I spent probably 20 years reading primarily literary fiction. About five or six years ago – around the same time I joined Goodreads and started my first book blog, I rediscovered the joys of genre fiction, and have read much more of that in the last half decade. I read almost nothing that is considered “literary fiction,” like this book, at this point. Literary fiction can tend to be a bit dire, and literary fiction by men tends to focus so strongly on the sexual agonies of the middle-aged male and his angst over the aging (and the failing) of his penis that I avoid it like the plague because it’s so freaking boring.

However, I do love literary fiction by women – especially British women – that was written from approximately 1915 through the 1960’s. This one was actually published in 1981, when it was shortlisted for the Booker Prize, but it is convincingly set in the 1940’s, so it fits nicely into my wheelhouse. The narrator is Fleur Talbot, a young writer who gets mixed up with a very odd group of people at the same time that she is writing her first novel, Warrender Chase.

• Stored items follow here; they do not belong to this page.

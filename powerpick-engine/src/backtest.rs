//! Rejoue le moteur sur des dates passées pour caractériser les assistants.
//! Chaque date ne voit que les tirages qui la précèdent.

use std::collections::BTreeMap;

use chrono::NaiveDate;
use serde::{Deserialize, Serialize};

use powerpick_db::models::Draw;
use powerpick_db::source::DrawSource;

use crate::assistants::AssistantId;
use crate::config::GuardConfig;
use crate::engine::{AssistantRun, RecommendRequest, RecommendationEngine};
use crate::error::{EngineError, Result};
use crate::sampler::Constraints;

pub const DEFAULT_LIMIT_DATES: usize = 30;
pub const MAX_LIMIT_DATES: usize = 120;
pub const DEFAULT_BASE_SEED: u64 = 1000;

#[derive(Debug, Clone, PartialEq, Serialize, Deserialize)]
pub struct BacktestRequest {
    pub start: NaiveDate,
    pub end: NaiveDate,
    #[serde(default)]
    pub windows: Vec<usize>,
    #[serde(default = "default_n")]
    pub n_suggestions: usize,
    #[serde(default = "default_limit")]
    pub limit_dates: usize,
    #[serde(default = "default_seed")]
    pub base_seed: u64,
    #[serde(default)]
    pub assistant_ids: Option<Vec<AssistantId>>,
    #[serde(default)]
    pub constraints: Constraints,
    #[serde(default)]
    pub guard: Option<GuardConfig>,
}

fn default_n() -> usize {
    5
}

fn default_limit() -> usize {
    DEFAULT_LIMIT_DATES
}

fn default_seed() -> u64 {
    DEFAULT_BASE_SEED
}

impl BacktestRequest {
    pub fn new(start: NaiveDate, end: NaiveDate) -> Self {
        Self {
            start,
            end,
            windows: Vec::new(),
            n_suggestions: default_n(),
            limit_dates: DEFAULT_LIMIT_DATES,
            base_seed: DEFAULT_BASE_SEED,
            assistant_ids: None,
            constraints: Constraints::default(),
            guard: None,
        }
    }
}

#[derive(Debug, Clone, PartialEq, Serialize)]
pub struct AssistantDateRow {
    pub count: usize,
    pub avg_score: f64,
    pub internal_overlap: f64,
    /// Meilleur recoupement de blanches avec le tirage réel.
    pub best_match: usize,
    pub powerball_hits: usize,
}

#[derive(Debug, Clone, PartialEq, Serialize)]
pub struct DateRow {
    pub date: NaiveDate,
    pub seed: u64,
    pub actual: Draw,
    pub assistants: BTreeMap<AssistantId, AssistantDateRow>,
}

#[derive(Debug, Clone, PartialEq, Serialize)]
pub struct AssistantSummary {
    pub dates: usize,
    pub avg_score: f64,
    pub avg_internal_overlap: f64,
    pub avg_suggestions: f64,
    pub avg_best_match: f64,
    pub powerball_hits: usize,
}

#[derive(Debug, Clone, PartialEq, Serialize)]
pub struct BacktestReport {
    pub start: NaiveDate,
    pub end: NaiveDate,
    pub rows: Vec<DateRow>,
    /// Dates sans historique antérieur.
    pub skipped_dates: Vec<NaiveDate>,
    pub summary: BTreeMap<AssistantId, AssistantSummary>,
}

/// Recoupement moyen de blanches entre toutes les paires de suggestions.
pub fn internal_overlap(sets: &[[u8; 5]]) -> f64 {
    let mut total = 0usize;
    let mut pairs = 0usize;
    for i in 0..sets.len() {
        for j in (i + 1)..sets.len() {
            total += sets[i].iter().filter(|n| sets[j].contains(n)).count();
            pairs += 1;
        }
    }
    if pairs == 0 {
        0.0
    } else {
        total as f64 / pairs as f64
    }
}

fn date_row(run: &AssistantRun, actual: &Draw) -> AssistantDateRow {
    let whites: Vec<[u8; 5]> = run.suggestions.iter().map(|s| s.whites).collect();
    let count = run.suggestions.len();
    let avg_score = if count == 0 {
        0.0
    } else {
        run.suggestions.iter().map(|s| s.score()).sum::<f64>() / count as f64
    };
    AssistantDateRow {
        count,
        avg_score,
        internal_overlap: internal_overlap(&whites),
        best_match: whites
            .iter()
            .map(|w| w.iter().filter(|n| actual.whites.contains(n)).count())
            .max()
            .unwrap_or(0),
        powerball_hits: run.suggestions.iter().filter(|s| s.powerball == actual.powerball).count(),
    }
}

fn mean_of(rows: &[&AssistantDateRow], f: impl Fn(&AssistantDateRow) -> f64) -> f64 {
    if rows.is_empty() {
        return 0.0;
    }
    rows.iter().map(|&r| f(r)).sum::<f64>() / rows.len() as f64
}

fn summarize(rows: &[DateRow]) -> BTreeMap<AssistantId, AssistantSummary> {
    let mut per: BTreeMap<AssistantId, Vec<&AssistantDateRow>> = BTreeMap::new();
    for row in rows {
        for (id, r) in &row.assistants {
            per.entry(*id).or_default().push(r);
        }
    }
    per.into_iter()
        .map(|(id, rs)| {
            let summary = AssistantSummary {
                dates: rs.len(),
                avg_score: mean_of(&rs, |r| r.avg_score),
                avg_internal_overlap: mean_of(&rs, |r| r.internal_overlap),
                avg_suggestions: mean_of(&rs, |r| r.count as f64),
                avg_best_match: mean_of(&rs, |r| r.best_match as f64),
                powerball_hits: rs.iter().map(|r| r.powerball_hits).sum(),
            };
            (id, summary)
        })
        .collect()
}

pub fn run_backtest(
    engine: &RecommendationEngine,
    source: &dyn DrawSource,
    request: &BacktestRequest,
    progress: Option<&dyn Fn(usize, usize)>,
) -> Result<BacktestReport> {
    if request.start > request.end {
        return Err(EngineError::constraint(format!(
            "début {} après fin {}",
            request.start, request.end
        )));
    }
    let limit = request.limit_dates.clamp(1, MAX_LIMIT_DATES);

    let mut draws = source.draws_between(request.start, request.end)?;
    draws.reverse();
    draws.truncate(limit);
    if draws.is_empty() {
        return Err(EngineError::NoData);
    }

    log::info!(
        "Backtest {} -> {} : {} date(s)",
        request.start,
        request.end,
        draws.len()
    );

    let total = draws.len();
    let mut rows = Vec::with_capacity(total);
    let mut skipped_dates = Vec::new();

    for (i, actual) in draws.iter().enumerate() {
        let seed = request.base_seed.wrapping_add(i as u64);
        let run = RecommendRequest {
            date: Some(actual.date),
            windows: request.windows.clone(),
            n_suggestions: request.n_suggestions,
            bulk: false,
            seed: Some(seed),
            assistant_ids: request.assistant_ids.clone(),
            constraints: request.constraints.clone(),
            guard: request.guard,
        };
        match engine.recommend(source, &run) {
            Ok(report) => {
                let assistants = report
                    .results
                    .iter()
                    .map(|(id, r)| (*id, date_row(r, actual)))
                    .collect();
                rows.push(DateRow {
                    date: actual.date,
                    seed,
                    actual: actual.clone(),
                    assistants,
                });
            }
            Err(EngineError::NoData) => {
                log::debug!("Backtest {} : pas d'historique antérieur", actual.date);
                skipped_dates.push(actual.date);
            }
            Err(e) => return Err(e),
        }
        if let Some(cb) = progress {
            cb(i + 1, total);
        }
    }

    Ok(BacktestReport {
        start: request.start,
        end: request.end,
        summary: summarize(&rows),
        rows,
        skipped_dates,
    })
}

#[cfg(test)]
mod tests {
    use super::*;
    use crate::config::EngineConfig;
    use powerpick_db::memory::{make_test_draws, MemoryStore};
    use powerpick_db::models::parse_date;
    use std::cell::Cell;

    fn store() -> MemoryStore {
        MemoryStore::new(make_test_draws(100))
    }

    #[test]
    fn test_internal_overlap() {
        assert_eq!(internal_overlap(&[]), 0.0);
        assert_eq!(internal_overlap(&[[1, 2, 3, 4, 5]]), 0.0);
        let sets = [[1, 2, 3, 4, 5], [1, 2, 3, 10, 11], [20, 21, 22, 23, 24]];
        assert!((internal_overlap(&sets) - 1.0).abs() < 1e-12);
    }

    #[test]
    fn test_backtest_rows_and_summary() {
        let s = store();
        let all = s.all_draws(true).unwrap();
        let start = all[50].date;
        let end = all[99].date;
        let mut req = BacktestRequest::new(start, end);
        req.limit_dates = 5;
        req.n_suggestions = 3;
        let engine = RecommendationEngine::new(EngineConfig::default());
        let report = run_backtest(&engine, &s, &req, None).unwrap();

        assert_eq!(report.rows.len(), 5);
        assert_eq!(report.rows[0].date, end, "plus récent d'abord");
        assert_eq!(report.rows[0].seed, 1000);
        assert_eq!(report.rows[4].seed, 1004);
        assert_eq!(report.summary.len(), 6);
        for summary in report.summary.values() {
            assert_eq!(summary.dates, 5);
            assert!((summary.avg_suggestions - 3.0).abs() < 1e-12);
            assert!(summary.avg_best_match <= 5.0);
        }
    }

    #[test]
    fn test_backtest_progress_and_skips() {
        let s = store();
        let all = s.all_draws(true).unwrap();
        let mut req = BacktestRequest::new(all[0].date, all[2].date);
        req.assistant_ids = Some(vec![AssistantId::ProbabilityPurist]);
        let calls = Cell::new(0usize);
        let cb = |done: usize, total: usize| {
            assert!(done <= total);
            calls.set(calls.get() + 1);
        };
        let engine = RecommendationEngine::new(EngineConfig::default());
        let report = run_backtest(&engine, &s, &req, Some(&cb)).unwrap();
        assert_eq!(calls.get(), 3);
        assert_eq!(report.skipped_dates, vec![all[0].date], "premier tirage : rien avant");
        assert_eq!(report.rows.len(), 2);
    }

    #[test]
    fn test_backtest_empty_range() {
        let req = BacktestRequest::new(parse_date("1990-01-01").unwrap(), parse_date("1990-12-31").unwrap());
        let engine = RecommendationEngine::new(EngineConfig::default());
        let err = run_backtest(&engine, &store(), &req, None).unwrap_err();
        assert_eq!(err.code(), "NO_DATA");
    }

    #[test]
    fn test_backtest_deterministic() {
        let s = store();
        let all = s.all_draws(true).unwrap();
        let mut req = BacktestRequest::new(all[80].date, all[99].date);
        req.limit_dates = 3;
        let engine = RecommendationEngine::new(EngineConfig::default());
        let a = run_backtest(&engine, &s, &req, None).unwrap();
        let b = run_backtest(&engine, &s, &req, None).unwrap();
        assert_eq!(a, b);
    }

    #[test]
    fn test_backtest_seed_wraps() {
        let s = store();
        let all = s.all_draws(true).unwrap();
        let mut req = BacktestRequest::new(all[97].date, all[99].date);
        req.base_seed = u64::MAX;
        req.n_suggestions = 1;
        req.assistant_ids = Some(vec![AssistantId::ProbabilityPurist]);
        let engine = RecommendationEngine::new(EngineConfig::default());
        let report = run_backtest(&engine, &s, &req, None).unwrap();
        let seeds: Vec<u64> = report.rows.iter().map(|r| r.seed).collect();
        assert_eq!(seeds, vec![u64::MAX, 0, 1]);
    }
}
use std::hash::Hash;
use std::num::NonZeroUsize;
use std::time::{Duration, Instant};

use lru::LruCache;
use parking_lot::Mutex;

struct Entry<V> {
    value: V,
    expires_at: Instant,
}

/// Cache borné partagé entre appels : éviction LRU à capacité pleine,
/// expiration propre à chaque entrée.
pub struct ResultCache<K: Hash + Eq, V: Clone> {
    inner: Mutex<LruCache<K, Entry<V>>>,
    ttl: Duration,
}

impl<K: Hash + Eq + Clone, V: Clone> ResultCache<K, V> {
    pub fn new(capacity: usize, ttl: Duration) -> Self {
        let cap = NonZeroUsize::new(capacity.max(1)).unwrap_or(NonZeroUsize::MIN);
        Self {
            inner: Mutex::new(LruCache::new(cap)),
            ttl,
        }
    }

    pub fn get(&self, key: &K) -> Option<V> {
        let mut cache = self.inner.lock();
        let expired = match cache.get(key) {
            Some(entry) if entry.expires_at > Instant::now() => return Some(entry.value.clone()),
            Some(_) => true,
            None => false,
        };
        if expired {
            cache.pop(key);
        }
        None
    }

    pub fn insert(&self, key: K, value: V) {
        self.insert_with_ttl(key, value, self.ttl);
    }

    pub fn insert_with_ttl(&self, key: K, value: V, ttl: Duration) {
        let entry = Entry {
            value,
            expires_at: Instant::now() + ttl,
        };
        self.inner.lock().put(key, entry);
    }

    pub fn remove(&self, key: &K) -> Option<V> {
        self.inner.lock().pop(key).map(|e| e.value)
    }

    /// Retire toutes les entrées expirées ; retourne leur nombre.
    pub fn purge_expired(&self) -> usize {
        let now = Instant::now();
        let mut cache = self.inner.lock();
        let stale: Vec<K> = cache
            .iter()
            .filter(|(_, e)| e.expires_at <= now)
            .map(|(k, _)| k)
            .cloned()
            .collect::<Vec<_>>();
        for key in &stale {
            cache.pop(key);
        }
        stale.len()
    }

    pub fn len(&self) -> usize {
        self.inner.lock().len()
    }

    pub fn is_empty(&self) -> bool {
        self.len() == 0
    }

    pub fn clear(&self) {
        self.inner.lock().clear();
    }
}

#[cfg(test)]
mod tests {
    use super::*;
    use std::sync::Arc;

    #[test]
    fn test_insert_get() {
        let cache: ResultCache<String, u32> = ResultCache::new(4, Duration::from_secs(60));
        cache.insert("a".into(), 1);
        assert_eq!(cache.get(&"a".to_string()), Some(1));
        assert_eq!(cache.get(&"b".to_string()), None);
    }

    #[test]
    fn test_lru_eviction() {
        let cache: ResultCache<u32, u32> = ResultCache::new(2, Duration::from_secs(60));
        cache.insert(1, 10);
        cache.insert(2, 20);
        assert_eq!(cache.get(&1), Some(10));
        cache.insert(3, 30);
        assert_eq!(cache.get(&2), None, "2 est le moins récemment utilisé");
        assert_eq!(cache.get(&1), Some(10));
        assert_eq!(cache.len(), 2);
    }

    #[test]
    fn test_per_entry_expiry() {
        let cache: ResultCache<u32, u32> = ResultCache::new(4, Duration::from_secs(60));
        cache.insert_with_ttl(1, 10, Duration::ZERO);
        cache.insert(2, 20);
        assert_eq!(cache.get(&1), None);
        assert_eq!(cache.get(&2), Some(20));
        assert_eq!(cache.len(), 1, "l'entrée expirée est retirée à la lecture");
    }

    #[test]
    fn test_purge_expired() {
        let cache: ResultCache<u32, u32> = ResultCache::new(8, Duration::ZERO);
        cache.insert(1, 1);
        cache.insert(2, 2);
        cache.insert_with_ttl(3, 3, Duration::from_secs(60));
        assert_eq!(cache.purge_expired(), 2);
        assert_eq!(cache.len(), 1);
    }

    #[test]
    fn test_concurrent_access() {
        let cache: Arc<ResultCache<u32, u32>> = Arc::new(ResultCache::new(16, Duration::from_secs(60)));
        let handles: Vec<_> = (0..4)
            .map(|t| {
                let cache = Arc::clone(&cache);
                std::thread::spawn(move || {
                    for i in 0..100 {
                        cache.insert(t * 100 + i, i);
                        let _ = cache.get(&(t * 100 + i));
                    }
                })
            })
            .collect();
        for h in handles {
            h.join().unwrap();
        }
        assert_eq!(cache.len(), 16);
    }
}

As Fleur begins working for The Autobiographical Society as a secretary, she begins adding fictionalized, but far more interesting (i.e., salacious), bits to the boring autobiographies that are being submitted. When her boss, Quentin Oliver, realizes that she is not merely a good secretary, but is also a talented writer with significant flair, he concocts a plot that involves the wife of Fleur’s married lover, her publisher, and himself, to steal Fleur’s book. At the same time, Fleur becomes friends with Quentin’s mother, Edwina, who is a riot (remember Estelle Getty, from The Golden Girls. That). She is an elderly woman with zero fucks left to give, who thinks that her son is more or less a total tool, and who constantly torments him and his assistant, the noxious Beryl Tims, by, among other things, peeing on the floor.

My mental picture of Edwina Oliver

Anyway, things get pretty madcap, with break-ins and thefts and extortion. Fleur’s narration is darkly comic and the characterizations are sharp and unsparing. Overall, it’s a charming, if slight, piece of fiction about a frank, funny young woman in the 1940’s London publishing world.